Страницы из летной книжки, стр. 25

Женя давала мне данные о ветре, его направлении, силе, а я рассчитывала курс, время. Сидя перед развернутой картой, я снова чувствовала себя школьницей. А учительница Руднева открывала мне живую тайну каждого клочка земли. Раньше я не задумывалась о значении тонких черных линий — меридианов, не обращала внимания на хитрое переплетение железнодорожных путей, не углублялась в голубые завитушки рек и речушек, в неправильные очертания озер.
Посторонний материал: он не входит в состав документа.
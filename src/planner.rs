//! # Planner Module
//!
//! The planner is the entry point of the crate. Given a goal [`Condition`] and
//! an [`AgentState`], it:
//! 1. Returns the empty plan straight away if the goal already holds
//! 2. Searches backwards from the goal through candidate actions and their
//!    preconditions, collecting every fully satisfied action chain
//! 3. Splices travel into each chain wherever consecutive actions happen in
//!    different places
//! 4. Hands back every resulting plan in discovery order
//!
//! The planner keeps no state between calls. Running the same goal against the
//! same agent twice yields the same [`PlanSet`].
//!
//! ## Basic Usage
//!
//! ```
//! use goap_planner::{AgentState, Condition, Location, Planner, PriceList, StaticWorld};
//!
//! let market = Location::new(4, 4);
//! let world = StaticWorld::new().with_market("cheese", market);
//! let prices = PriceList::new(5).with_price("cheese", 8);
//! let planner = Planner::new(world, prices);
//!
//! let agent = AgentState::new(Location::new(0, 0)).with_currency(10);
//! let plans = planner.plan(&Condition::have_item("cheese"), &agent).unwrap();
//!
//! // Walk to the market, then buy
//! let first = &plans.plans()[0];
//! assert_eq!(first.action_names(), ["move", "buy_item"]);
//! assert!(first.is_spatially_consistent(agent.position));
//! ```

use std::slice;
use std::vec;

use crate::action::Action;
use crate::agent::AgentState;
use crate::condition::Condition;
use crate::config::PlannerConfig;
use crate::movement::Chain;
use crate::plan::Plan;
use crate::search::{BackwardSearch, DefaultRepertoire, Repertoire};
use crate::world::{Economy, WorldView};
use crate::Result;

/// Every plan found for one goal, plus how often the depth bounds cut the
/// search short.
///
/// An empty set is a normal answer: the goal cannot currently be achieved.
/// [`depth_limit_hits`](Self::depth_limit_hits) tells whether that answer may
/// be incomplete because a bound was reached.
#[derive(Debug, Clone, Default, PartialEq, Eq)]
pub struct PlanSet {
    plans: Vec<Plan>,
    depth_limit_hits: usize,
}

impl PlanSet {
    /// Plans in discovery order.
    pub fn plans(&self) -> &[Plan] {
        &self.plans
    }

    pub fn into_plans(self) -> Vec<Plan> {
        self.plans
    }

    pub fn len(&self) -> usize {
        self.plans.len()
    }

    pub fn is_empty(&self) -> bool {
        self.plans.is_empty()
    }

    pub fn iter(&self) -> slice::Iter<'_, Plan> {
        self.plans.iter()
    }

    /// Number of branches dropped because a depth bound was reached.
    pub fn depth_limit_hits(&self) -> usize {
        self.depth_limit_hits
    }

    pub fn hit_depth_limit(&self) -> bool {
        self.depth_limit_hits > 0
    }

    /// Plans whose every location could be reached.
    pub fn reachable(&self) -> impl Iterator<Item = &Plan> {
        self.plans.iter().filter(|plan| plan.is_reachable())
    }

    /// Plans ordered by [`Plan::total_repeats`], ties kept in discovery order.
    pub fn ranked(&self) -> Vec<&Plan> {
        let mut ranked: Vec<&Plan> = self.plans.iter().collect();
        ranked.sort_by_key(|plan| plan.total_repeats());
        ranked
    }
}

impl IntoIterator for PlanSet {
    type Item = Plan;
    type IntoIter = vec::IntoIter<Plan>;

    fn into_iter(self) -> Self::IntoIter {
        self.plans.into_iter()
    }
}

impl<'a> IntoIterator for &'a PlanSet {
    type Item = &'a Plan;
    type IntoIter = slice::Iter<'a, Plan>;

    fn into_iter(self) -> Self::IntoIter {
        self.iter()
    }
}

/// The backward-chaining GOAP planner.
///
/// A `Planner` owns its collaborators: the [`WorldView`] that places actions
/// on the map, the [`Economy`] that prices goods and labour, and the
/// [`Repertoire`] of actions agents know about. The agent itself is passed to
/// every call.
///
/// # Examples
///
/// ```
/// use goap_planner::{
///     AgentState, Condition, Location, Planner, PlannerConfig, PriceList, StaticWorld,
/// };
///
/// let planner = Planner::new(StaticWorld::new(), PriceList::new(5))
///     .with_config(PlannerConfig::default().with_max_search_depth(6))
///     .unwrap();
///
/// let agent = AgentState::new(Location::new(0, 0));
/// let plans = planner.plan(&Condition::HaveJob, &agent).unwrap();
///
/// assert_eq!(plans.len(), 1);
/// assert_eq!(plans.plans()[0].action_names(), ["get_job"]);
/// ```
pub struct Planner {
    world: Box<dyn WorldView + Send + Sync>,
    economy: Box<dyn Economy + Send + Sync>,
    repertoire: Box<dyn Repertoire + Send + Sync>,
    config: PlannerConfig,
}

impl Planner {
    /// Creates a planner with the default repertoire and depth bounds.
    pub fn new(
        world: impl WorldView + Send + Sync + 'static,
        economy: impl Economy + Send + Sync + 'static,
    ) -> Self {
        Self {
            world: Box::new(world),
            economy: Box::new(economy),
            repertoire: Box::new(DefaultRepertoire),
            config: PlannerConfig::default(),
        }
    }

    /// Replaces the depth bounds.
    ///
    /// # Errors
    ///
    /// Returns [`GoapError::InvalidConfig`](crate::GoapError::InvalidConfig)
    /// if either bound is zero.
    pub fn with_config(mut self, config: PlannerConfig) -> Result<Self> {
        config.validate()?;
        self.config = config;
        Ok(self)
    }

    /// Replaces the action repertoire.
    pub fn with_repertoire(mut self, repertoire: Box<dyn Repertoire + Send + Sync>) -> Self {
        self.repertoire = repertoire;
        self
    }

    pub fn config(&self) -> &PlannerConfig {
        &self.config
    }

    fn backward_search(&self) -> BackwardSearch<'_> {
        BackwardSearch::new(
            self.repertoire.as_ref(),
            self.world.as_ref(),
            self.economy.as_ref(),
            self.config,
        )
    }

    /// Finds every plan that achieves `goal` for `agent`.
    ///
    /// If the goal already holds the result is a single empty plan and no
    /// candidate action is looked at.
    ///
    /// # Errors
    ///
    /// Fails only on contract violations, for example a catalog returning a
    /// negative price. Failing to find any plan is not an error.
    ///
    /// # Examples
    ///
    /// ```
    /// use goap_planner::{AgentState, Condition, Location, Planner, PriceList, StaticWorld};
    ///
    /// let planner = Planner::new(StaticWorld::new(), PriceList::new(5));
    /// let agent = AgentState::new(Location::new(5, 5));
    ///
    /// let goal = Condition::at_location(Location::new(0, 0), Location::new(5, 5));
    /// let plans = planner.plan(&goal, &agent).unwrap();
    ///
    /// assert_eq!(plans.len(), 1);
    /// assert!(plans.plans()[0].is_empty());
    /// ```
    pub fn plan(&self, goal: &Condition, agent: &AgentState) -> Result<PlanSet> {
        let mut search = self.backward_search();
        let plans = search.search(goal, agent, 0)?;

        log::info!(
            "Found {} plan(s) for '{}' ({} depth limit hit(s))",
            plans.len(),
            goal,
            search.depth_limit_hits
        );

        Ok(PlanSet {
            plans,
            depth_limit_hits: search.depth_limit_hits,
        })
    }

    /// Raw action chains for `goal`, before any travel is spliced in.
    pub fn find_actions_leading_to_goal(
        &self,
        goal: &Condition,
        agent: &AgentState,
    ) -> Result<Vec<Vec<Action>>> {
        self.backward_search()
            .find_actions_leading_to_goal(goal, agent, 0)
    }

    /// Splices travel into a caller-supplied chain.
    pub fn adjust_for_movement(&self, agent: &AgentState, chain: Vec<Action>) -> Result<PlanSet> {
        let mut search = self.backward_search();
        let mut plans = Vec::new();
        search.adjust_for_movement(agent, Chain::new(chain), 0, &mut plans)?;

        Ok(PlanSet {
            plans,
            depth_limit_hits: search.depth_limit_hits,
        })
    }
}

#[cfg(test)]
mod tests {
    use super::*;
    use crate::agent::{Location, Profession};
    use crate::world::{PlanningContext, PriceList, StaticWorld};
    use crate::GoapError;

    fn bare_planner() -> Planner {
        Planner::new(StaticWorld::new(), PriceList::new(5).with_price("cheese", 4))
    }

    #[test]
    fn test_satisfied_goal_yields_empty_plan() {
        struct Panicking;

        impl Repertoire for Panicking {
            fn candidate_actions(
                &self,
                condition: &Condition,
                _ctx: &PlanningContext<'_>,
            ) -> Result<Vec<Action>> {
                panic!("expanded '{}' although it already holds", condition)
            }
        }

        let planner = bare_planner().with_repertoire(Box::new(Panicking));
        let agent = AgentState::new(Location::new(0, 0)).with_possession("cheese");

        let plans = planner.plan(&Condition::have_item("cheese"), &agent).unwrap();
        assert_eq!(plans.plans(), &[Plan::empty()]);
        assert!(!plans.hit_depth_limit());
    }

    #[test]
    fn test_plans_in_discovery_order() {
        let planner = bare_planner();
        let agent = AgentState::new(Location::new(0, 0));

        let plans = planner.plan(&Condition::have_item("cheese"), &agent).unwrap();
        let names: Vec<_> = plans.iter().map(|p| p.action_names()).collect();
        assert_eq!(
            names,
            vec![
                vec!["get_job", "earn_money_by_working", "buy_item"],
                vec!["steal_money", "buy_item"],
                vec!["find_item_location", "steal_item"],
            ]
        );
    }

    #[test]
    fn test_every_plan_replays_cleanly() {
        let planner = Planner::new(
            StaticWorld::new()
                .with_market("cheese", Location::new(2, 2))
                .with_stash("cheese", Location::new(8, 1))
                .with_hiring_site(Location::new(5, 5)),
            PriceList::new(3).with_price("cheese", 9),
        );
        let agent = AgentState::new(Location::new(0, 0))
            .with_currency(1)
            .with_knowledge("cheese", "location", 2);

        let plans = planner.plan(&Condition::have_item("cheese"), &agent).unwrap();
        assert!(!plans.is_empty());
        for plan in &plans {
            let after = plan.simulate(&agent).unwrap();
            assert!(after.has_item("cheese"), "{} does not end with cheese", plan);
            assert!(plan.is_spatially_consistent(agent.position), "{}", plan);
        }
    }

    #[test]
    fn test_ranked_prefers_fewer_repeats() {
        let planner = bare_planner();
        let agent = AgentState::new(Location::new(0, 0)).with_profession(Profession::new(1));

        let plans = planner.plan(&Condition::have_money(3), &agent).unwrap();
        let ranked: Vec<_> = plans.ranked().iter().map(|p| p.action_names()).collect();
        assert_eq!(
            ranked,
            vec![vec!["steal_money"], vec!["earn_money_by_working"]]
        );
    }

    #[test]
    fn test_invalid_config_rejected() {
        let result = bare_planner().with_config(PlannerConfig::default().with_max_search_depth(0));
        assert!(matches!(result, Err(GoapError::InvalidConfig(_))));
    }

    #[test]
    fn test_contract_violation_fails_fast() {
        let planner = Planner::new(StaticWorld::new(), PriceList::new(0));
        let agent = AgentState::new(Location::new(0, 0));

        let result = planner.plan(&Condition::HaveJob, &agent);
        assert!(matches!(result, Err(GoapError::InvalidIncome(0))));
    }

    #[test]
    fn test_adjust_caller_chain() {
        let planner = bare_planner();
        let agent = AgentState::new(Location::new(0, 0));
        let chain = vec![Action::steal_item("cheese", Some(Location::new(1, 2)))];

        let plans = planner.adjust_for_movement(&agent, chain).unwrap();
        assert_eq!(plans.len(), 1);
        assert_eq!(plans.plans()[0].action_names(), ["move", "steal_item"]);
    }
}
Но тут мне сразу понадобилось вспомнить уроки географии, топографии, чтобы карта заговорила. Она рассказала мне не только о населенных пунктах, об их расположении, но и о том, на какой высоте от уровня моря расположен наш аэродром. Это очень важно знать, чтобы хорошо рассчитать посадку и не побить самолет. Неведомые районы уже не были мертвыми цифрами — это были луга, поля, поселки, где надо опасаться неведомых холмов, зенитных батарей, прожекторов.

Женя Руднева терпеливо объясняла мне, как лучше бомбить железнодорожный эшелон, танковую колонну, мост или переправу и почему на такие узкие вытянутые цели надо заходить под небольшим углом. И опять говорила о скорости и направлении ветра на промежуточных высотах с учетом точности бомбометания.
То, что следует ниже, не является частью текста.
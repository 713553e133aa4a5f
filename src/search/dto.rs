use serde::{Deserialize, Serialize};

pub const DEFAULT_QUERY: &str = "cloudflare workers";

#[derive(Debug, Deserialize)]
pub struct SearchParams {
    #[serde(default = "default_query")]
    pub q: String,
}

fn default_query() -> String {
    DEFAULT_QUERY.to_string()
}

/// One repository as returned to our clients.
#[derive(Debug, Clone, Serialize, PartialEq, Eq)]
pub struct Repository {
    pub name: String,
    pub description: Option<String>,
    pub stars: i64,
    pub url: String,
}

/// Subset of the upstream search payload we read.
#[derive(Debug, Deserialize)]
pub(crate) struct UpstreamPage {
    pub items: Vec<UpstreamItem>,
}

#[derive(Debug, Deserialize)]
pub(crate) struct UpstreamItem {
    pub name: String,
    pub description: Option<String>,
    pub stargazers_count: i64,
    pub html_url: String,
}

impl From<UpstreamItem> for Repository {
    fn from(item: UpstreamItem) -> Self {
        Self {
            name: item.name,
            description: item.description,
            stars: item.stargazers_count,
            url: item.html_url,
        }
    }
}
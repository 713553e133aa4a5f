use std::sync::Mutex;

use async_trait::async_trait;

use crate::auth::repo::{SessionStore, UserStore};
use crate::auth::repo_types::{Session, User};
use crate::error::StoreError;

/// In-process stand-in for the `users` table, unique on email.
#[derive(Default)]
pub struct MemoryUserStore {
    rows: Mutex<Vec<User>>,
}

#[async_trait]
impl UserStore for MemoryUserStore {
    async fn create(
        &self,
        email: &str,
        name: &str,
        password_hash: &str,
    ) -> Result<User, StoreError> {
        let mut rows = self.rows.lock().unwrap();
        if rows.iter().any(|u| u.email == email) {
            return Err(StoreError::DuplicateEmail);
        }
        let user = User {
            id: rows.len() as i64 + 1,
            email: email.to_string(),
            name: name.to_string(),
            password_hash: password_hash.to_string(),
        };
        rows.push(user.clone());
        Ok(user)
    }

    async fn find_by_credentials(
        &self,
        email: &str,
        password_hash: &str,
    ) -> Result<Option<User>, StoreError> {
        let rows = self.rows.lock().unwrap();
        Ok(rows
            .iter()
            .find(|u| u.email == email && u.password_hash == password_hash)
            .cloned())
    }
}

/// In-process stand-in for `users_sessions`.
#[derive(Default)]
pub struct MemorySessionStore {
    rows: Mutex<Vec<Session>>,
}

impl MemorySessionStore {
    pub fn len(&self) -> usize {
        self.rows.lock().unwrap().len()
    }
}

#[async_trait]
impl SessionStore for MemorySessionStore {
    async fn create(
        &self,
        user_id: i64,
        token: &str,
        expires_at: i64,
    ) -> Result<Session, StoreError> {
        let mut rows = self.rows.lock().unwrap();
        let session = Session {
            id: rows.len() as i64 + 1,
            user_id,
            token: token.to_string(),
            expires_at,
        };
        rows.push(session.clone());
        Ok(session)
    }

    async fn find_valid_by_token(
        &self,
        token: &str,
        now: i64,
    ) -> Result<Option<Session>, StoreError> {
        let rows = self.rows.lock().unwrap();
        Ok(rows
            .iter()
            .find(|s| s.token == token && s.expires_at > now)
            .cloned())
    }
}

/// Session store whose inserts never come back with a row.
pub struct NoRowSessionStore;

#[async_trait]
impl SessionStore for NoRowSessionStore {
    async fn create(&self, _: i64, _: &str, _: i64) -> Result<Session, StoreError> {
        Err(StoreError::NoRowReturned)
    }

    async fn find_valid_by_token(&self, _: &str, _: i64) -> Result<Option<Session>, StoreError> {
        Ok(None)
    }
}
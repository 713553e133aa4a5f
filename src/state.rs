use std::sync::Arc;

use sqlx::PgPool;

use crate::auth::password::PasswordHasher;
use crate::auth::repo::{PgSessionStore, PgUserStore, SessionStore, UserStore};
use crate::auth::services::AuthService;
use crate::config::AppConfig;
use crate::search::services::SearchProxy;

#[derive(Clone)]
pub struct AppState {
    pub auth: Arc<AuthService>,
    pub search: Arc<SearchProxy>,
}

impl AppState {
    /// Production wiring: PostgreSQL-backed stores and the configured
    /// search upstream.
    pub fn init(config: &AppConfig, db: PgPool) -> anyhow::Result<Self> {
        let users = Arc::new(PgUserStore::new(db.clone())) as Arc<dyn UserStore>;
        let sessions = Arc::new(PgSessionStore::new(db)) as Arc<dyn SessionStore>;
        Self::from_parts(config, users, sessions)
    }

    pub fn from_parts(
        config: &AppConfig,
        users: Arc<dyn UserStore>,
        sessions: Arc<dyn SessionStore>,
    ) -> anyhow::Result<Self> {
        let hasher = PasswordHasher::new(config.salt_token.clone());
        let auth = Arc::new(AuthService::new(users, sessions, hasher));
        let search = Arc::new(SearchProxy::new(&config.search)?);
        Ok(Self { auth, search })
    }
}
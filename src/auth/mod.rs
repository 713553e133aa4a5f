use crate::state::AppState;
use axum::Router;

pub mod dto;
pub mod handlers;
#[cfg(test)]
pub(crate) mod memory;
pub mod middleware;
pub mod password;
pub mod repo;
pub mod repo_types;
pub mod services;

/// Public routes: registration and login.
pub fn router() -> Router<AppState> {
    Router::new().merge(handlers::auth_routes())
}
use axum::{
    extract::{rejection::QueryRejection, Query, State},
    routing::get,
    Extension, Json, Router,
};
use tracing::{info, instrument};

use crate::{
    auth::dto::SessionContext,
    error::ApiError,
    response::ApiResponse,
    search::dto::{Repository, SearchParams},
    state::AppState,
};

/// Routes mounted behind the session middleware.
pub fn search_routes() -> Router<AppState> {
    Router::new().route("/api/search", get(search))
}

#[instrument(skip(state, params))]
pub async fn search(
    State(state): State<AppState>,
    Extension(session): Extension<SessionContext>,
    params: Result<Query<SearchParams>, QueryRejection>,
) -> Result<Json<ApiResponse<Vec<Repository>>>, ApiError> {
    let Query(params) = params?;
    let repos = state.search.search(&params.q).await?;
    info!(user_id = session.user_id, count = repos.len(), "search completed");
    Ok(Json(ApiResponse::ok(repos)))
}
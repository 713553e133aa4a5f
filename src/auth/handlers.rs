use axum::{
    extract::{rejection::JsonRejection, State},
    routing::post,
    Json, Router,
};
use tracing::instrument;

use crate::{
    auth::{
        dto::{LoginRequest, LoginResult, RegisterRequest, RegisterResult},
        middleware::gated_not_found,
        services::now_millis,
    },
    error::ApiError,
    response::ApiResponse,
    state::AppState,
};

pub fn auth_routes() -> Router<AppState> {
    Router::new()
        .route("/api/auth/register", post(register).fallback(gated_not_found))
        .route("/api/auth/login", post(login).fallback(gated_not_found))
}

#[instrument(skip(state, payload))]
pub async fn register(
    State(state): State<AppState>,
    payload: Result<Json<RegisterRequest>, JsonRejection>,
) -> Result<Json<ApiResponse<RegisterResult>>, ApiError> {
    let Json(payload) = payload?;
    let user = state.auth.register(payload).await?;
    Ok(Json(ApiResponse::ok(RegisterResult { user })))
}

#[instrument(skip(state, payload))]
pub async fn login(
    State(state): State<AppState>,
    payload: Result<Json<LoginRequest>, JsonRejection>,
) -> Result<Json<ApiResponse<LoginResult>>, ApiError> {
    let Json(payload) = payload?;
    let session = state.auth.login(payload, now_millis()).await?;
    Ok(Json(ApiResponse::ok(LoginResult { session })))
}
Но пожалуй, больше всего я любила слушать, как она читает стихи. Они очаровывали, завораживали. Они то возносили куда-то высоко, где царили тишина и покой, то бросали в бездну, сжимая сердце глубокой печалью. Те стихи приносили радость и одновременно тревогу и страх. Я не видела, как слушали остальные, я забывала обо всем. Слушала и была там, где «море клевера... окруженное сказками пчел...». Это как дивный сон. Стихи порождали столько мыслей, воспоминаний. И хорошую, светлую мечту, от которой приходит грусть и хочется жить, очень хочется жить.
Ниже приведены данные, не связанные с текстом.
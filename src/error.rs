use axum::{
    body::Bytes,
    extract::rejection::{JsonRejection, QueryRejection},
    http::{header, HeaderValue, StatusCode},
    response::{IntoResponse, Response},
    Json,
};
use thiserror::Error;
use tracing::error;

use crate::response::ErrorBody;

const JSON_UTF8: &str = "application/json;charset=UTF-8";

/// Persistence failures surfaced by the user and session stores.
#[derive(Debug, Error)]
pub enum StoreError {
    #[error("email already registered")]
    DuplicateEmail,
    #[error("insert returned no row")]
    NoRowReturned,
    #[error("database error: {0}")]
    Database(#[from] sqlx::Error),
}

/// Outcomes of the registration, login and verification flows.
#[derive(Debug, Error)]
pub enum AuthError {
    #[error("{0}")]
    Validation(String),
    #[error("User with that email already exists")]
    DuplicateEmail,
    #[error("Unknown user")]
    UnknownUser,
    #[error("No Authorization token received")]
    MissingToken,
    #[error("Authentication error")]
    InvalidSession,
    #[error("Unable to create user session")]
    SessionNotCreated,
    #[error("storage failure: {0}")]
    Storage(StoreError),
}

#[derive(Debug, Error)]
pub enum SearchError {
    #[error("upstream responded with status {status}")]
    Upstream {
        status: u16,
        content_type: Option<String>,
        body: Bytes,
    },
    #[error("upstream request failed: {0}")]
    Transport(#[from] reqwest::Error),
}

/// Everything a handler can fail with, mapped onto an HTTP response.
#[derive(Debug, Error)]
pub enum ApiError {
    #[error("{0}")]
    Validation(String),
    #[error(transparent)]
    Auth(#[from] AuthError),
    #[error(transparent)]
    Search(#[from] SearchError),
}

impl From<JsonRejection> for ApiError {
    fn from(rejection: JsonRejection) -> Self {
        ApiError::Validation(rejection.body_text())
    }
}

impl From<QueryRejection> for ApiError {
    fn from(rejection: QueryRejection) -> Self {
        ApiError::Validation(rejection.body_text())
    }
}

fn json_error(status: StatusCode, message: impl Into<String>) -> Response {
    (
        status,
        [(header::CONTENT_TYPE, HeaderValue::from_static(JSON_UTF8))],
        Json(ErrorBody::new(message)),
    )
        .into_response()
}

impl IntoResponse for ApiError {
    fn into_response(self) -> Response {
        match self {
            ApiError::Validation(msg) => json_error(StatusCode::BAD_REQUEST, msg),
            ApiError::Auth(err) => match err {
                AuthError::Validation(_) | AuthError::DuplicateEmail | AuthError::UnknownUser => {
                    json_error(StatusCode::BAD_REQUEST, err.to_string())
                }
                AuthError::MissingToken | AuthError::InvalidSession => {
                    json_error(StatusCode::UNAUTHORIZED, err.to_string())
                }
                AuthError::SessionNotCreated => {
                    error!("session insert returned no row");
                    json_error(StatusCode::INTERNAL_SERVER_ERROR, err.to_string())
                }
                AuthError::Storage(e) => {
                    error!(error = %e, "storage failure");
                    json_error(StatusCode::INTERNAL_SERVER_ERROR, "Internal server error")
                }
            },
            ApiError::Search(SearchError::Upstream {
                content_type, body, ..
            }) => {
                let content_type = content_type
                    .and_then(|ct| HeaderValue::from_str(&ct).ok())
                    .unwrap_or_else(|| HeaderValue::from_static("text/plain;charset=UTF-8"));
                (
                    StatusCode::BAD_REQUEST,
                    [(header::CONTENT_TYPE, content_type)],
                    body,
                )
                    .into_response()
            }
            ApiError::Search(SearchError::Transport(e)) => {
                error!(error = %e, "search upstream unreachable");
                json_error(StatusCode::BAD_GATEWAY, "Search service unavailable")
            }
        }
    }
}
use std::net::SocketAddr;

use axum::{http::StatusCode, middleware, routing::any, Router};
use tower_http::{cors::CorsLayer, trace::TraceLayer};

use crate::auth::middleware::require_session;
use crate::state::AppState;
use crate::{auth, search};

pub(crate) async fn not_found() -> (StatusCode, &'static str) {
    (StatusCode::NOT_FOUND, "Not Found.")
}

pub fn build_app(state: AppState) -> Router {
    // Everything under /api besides the auth routes sits behind the session
    // check, including paths that end up as 404.
    let protected = Router::new()
        .merge(search::router())
        .route("/api/*rest", any(not_found))
        .route_layer(middleware::from_fn_with_state(
            state.clone(),
            require_session,
        ));

    Router::new()
        .merge(auth::router())
        .merge(protected)
        .fallback(not_found)
        .with_state(state)
        .layer(CorsLayer::permissive())
        .layer(
            TraceLayer::new_for_http()
                .make_span_with(|req: &axum::http::Request<_>| {
                    let method = req.method().clone();
                    let uri = req.uri().clone();
                    tracing::info_span!(
                        "http_request",
                        %method,
                        uri = %uri,
                        status = tracing::field::Empty
                    )
                })
                .on_response(
                    |res: &axum::http::Response<_>,
                     latency: std::time::Duration,
                     span: &tracing::Span| {
                        let status = res.status();
                        span.record("status", tracing::field::display(status));
                        let latency_ms = latency.as_millis() as u64;
                        if status.is_server_error() {
                            tracing::error!(%status, latency_ms, "response");
                        } else {
                            tracing::info!(%status, latency_ms, "response");
                        }
                    },
                ),
        )
}

pub async fn serve(app: Router, host: &str, port: u16) -> anyhow::Result<()> {
    let addr: SocketAddr = format!("{}:{}", host, port).parse()?;

    tracing::info!("listening on {}", addr);
    let listener = tokio::net::TcpListener::bind(addr).await?;
    axum::serve(listener, app)
        .with_graceful_shutdown(shutdown_signal())
        .await?;
    Ok(())
}

async fn shutdown_signal() {
    if let Err(e) = tokio::signal::ctrl_c().await {
        tracing::error!(error = %e, "failed to listen for shutdown signal");
        std::future::pending::<()>().await;
    }
    tracing::info!("shutdown signal received");
}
С Женей было интересно решать труднейшие задачи. И просто разговаривать интересно. Она много знала. Я любила те часы, когда в ожидании разведчика погоды или задания экипажи собирались у командного пункта послушать Женины сказки. Она придумывала их с ходу. Рассказывала дивные легенды о звездах и говорила, что человек после войны полетит в космос. Она часами могла бы рассказывать о созвездии Тельца, о загадочной Андромеде. Она нам говорила: «Смотрите на звезды! Они зовут и учат. Они помогают нам находить путь, и они заставляют думать о самом важном — о Вселенной и о месте в ней человека...»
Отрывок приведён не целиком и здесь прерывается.